Description of the task
The reply should hold every line of the data, unchanged and complete.

[Dataset records]
┄┄┄┄┄┄┄┄┄┄
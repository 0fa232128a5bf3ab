//! Serialization and persistence around the pure resolution engine.

pub mod bid_desk;
pub mod locks;
pub mod sweeper;

pub use bid_desk::BidDesk;
pub use locks::AuctionLocks;
pub use sweeper::CloseSweeper;
//! Per-auction serialization locks.
//!
//! One logical write lock per auction identifier: operations on the same
//! auction run one at a time, operations on different auctions proceed fully
//! in parallel. Acquisition is bounded by a timeout so a contended caller gets
//! a Busy failure instead of waiting forever.

use crate::domain::AuctionId;
use std::collections::HashMap;
use std::sync::{Arc, Mutex as StdMutex};
use std::time::Duration;
use tokio::sync::{Mutex, OwnedMutexGuard};

#[derive(Default)]
pub struct AuctionLocks {
    locks: StdMutex<HashMap<AuctionId, Arc<Mutex<()>>>>,
}

impl AuctionLocks {
    pub fn new() -> Self {
        AuctionLocks {
            locks: StdMutex::new(HashMap::new()),
        }
    }

    fn lock_for(&self, auction_id: &AuctionId) -> Arc<Mutex<()>> {
        let mut locks = self.locks.lock().expect("lock registry poisoned");
        locks
            .entry(auction_id.clone())
            .or_insert_with(|| Arc::new(Mutex::new(())))
            .clone()
    }

    /// Acquire the auction's lock, waiting at most `wait`. Returns None on
    /// timeout; the caller decides whether to retry or surface Busy.
    pub async fn acquire(
        &self,
        auction_id: &AuctionId,
        wait: Duration,
    ) -> Option<OwnedMutexGuard<()>> {
        let lock = self.lock_for(auction_id);
        tokio::time::timeout(wait, lock.lock_owned()).await.ok()
    }

    /// Drop the registry entry for a closed auction so the map does not grow
    /// forever. A no-op while any holder or waiter still references the lock;
    /// those callers keep full serialization through their own Arc.
    pub fn prune(&self, auction_id: &AuctionId) {
        let mut locks = self.locks.lock().expect("lock registry poisoned");
        if let Some(entry) = locks.get(auction_id) {
            if Arc::strong_count(entry) == 1 {
                locks.remove(auction_id);
            }
        }
    }
}

#[cfg(test)]
impl AuctionLocks {
    fn contains(&self, auction_id: &AuctionId) -> bool {
        self.locks
            .lock()
            .expect("lock registry poisoned")
            .contains_key(auction_id)
    }
}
┄┄┄┄┄┄┄┄┄┄
Answer to the problem
repository 0fa232128a5bf3ab
//! Serialization and persistence around the pure resolution engine.

pub mod bid_desk;
pub mod locks;
pub mod sweeper;

pub use bid_desk::BidDesk;
pub use locks::AuctionLocks;
pub use sweeper::CloseSweeper;
//! Per-auction serialization locks.
//!
//! One logical write lock per auction identifier: operations on the same
//! auction run one at a time, operations on different auctions proceed fully
//! in parallel. Acquisition is bounded by a timeout so a contended caller gets
//! a Busy failure instead of waiting forever.

use crate::domain::AuctionId;
use std::collections::HashMap;
use std::sync::{Arc, Mutex as StdMutex};
use std::time::Duration;
use tokio::sync::{Mutex, OwnedMutexGuard};

#[derive(Default)]
pub struct AuctionLocks {
    locks: StdMutex<HashMap<AuctionId, Arc<Mutex<()>>>>,
}

impl AuctionLocks {
    pub fn new() -> Self {
        AuctionLocks {
            locks: StdMutex::new(HashMap::new()),
        }
    }

    fn lock_for(&self, auction_id: &AuctionId) -> Arc<Mutex<()>> {
        let mut locks = self.locks.lock().expect("lock registry poisoned");
        locks
            .entry(auction_id.clone())
            .or_insert_with(|| Arc::new(Mutex::new(())))
            .clone()
    }

    /// Acquire the auction's lock, waiting at most `wait`. Returns None on
    /// timeout; the caller decides whether to retry or surface Busy.
    pub async fn acquire(
        &self,
        auction_id: &AuctionId,
        wait: Duration,
    ) -> Option<OwnedMutexGuard<()>> {
        let lock = self.lock_for(auction_id);
        tokio::time::timeout(wait, lock.lock_owned()).await.ok()
    }

    /// Drop the registry entry for a closed auction so the map does not grow
    /// forever. A no-op while any holder or waiter still references the lock;
    /// those callers keep full serialization through their own Arc.
    pub fn prune(&self, auction_id: &AuctionId) {
        let mut locks = self.locks.lock().expect("lock registry poisoned");
        if let Some(entry) = locks.get(auction_id) {
            if Arc::strong_count(entry) == 1 {
                locks.remove(auction_id);
            }
        }
    }
}

#[cfg(test)]
impl AuctionLocks {
    fn contains(&self, auction_id: &AuctionId) -> bool {
        self.locks
            .lock()
            .expect("lock registry poisoned")
            .contains_key(auction_id)
    }
}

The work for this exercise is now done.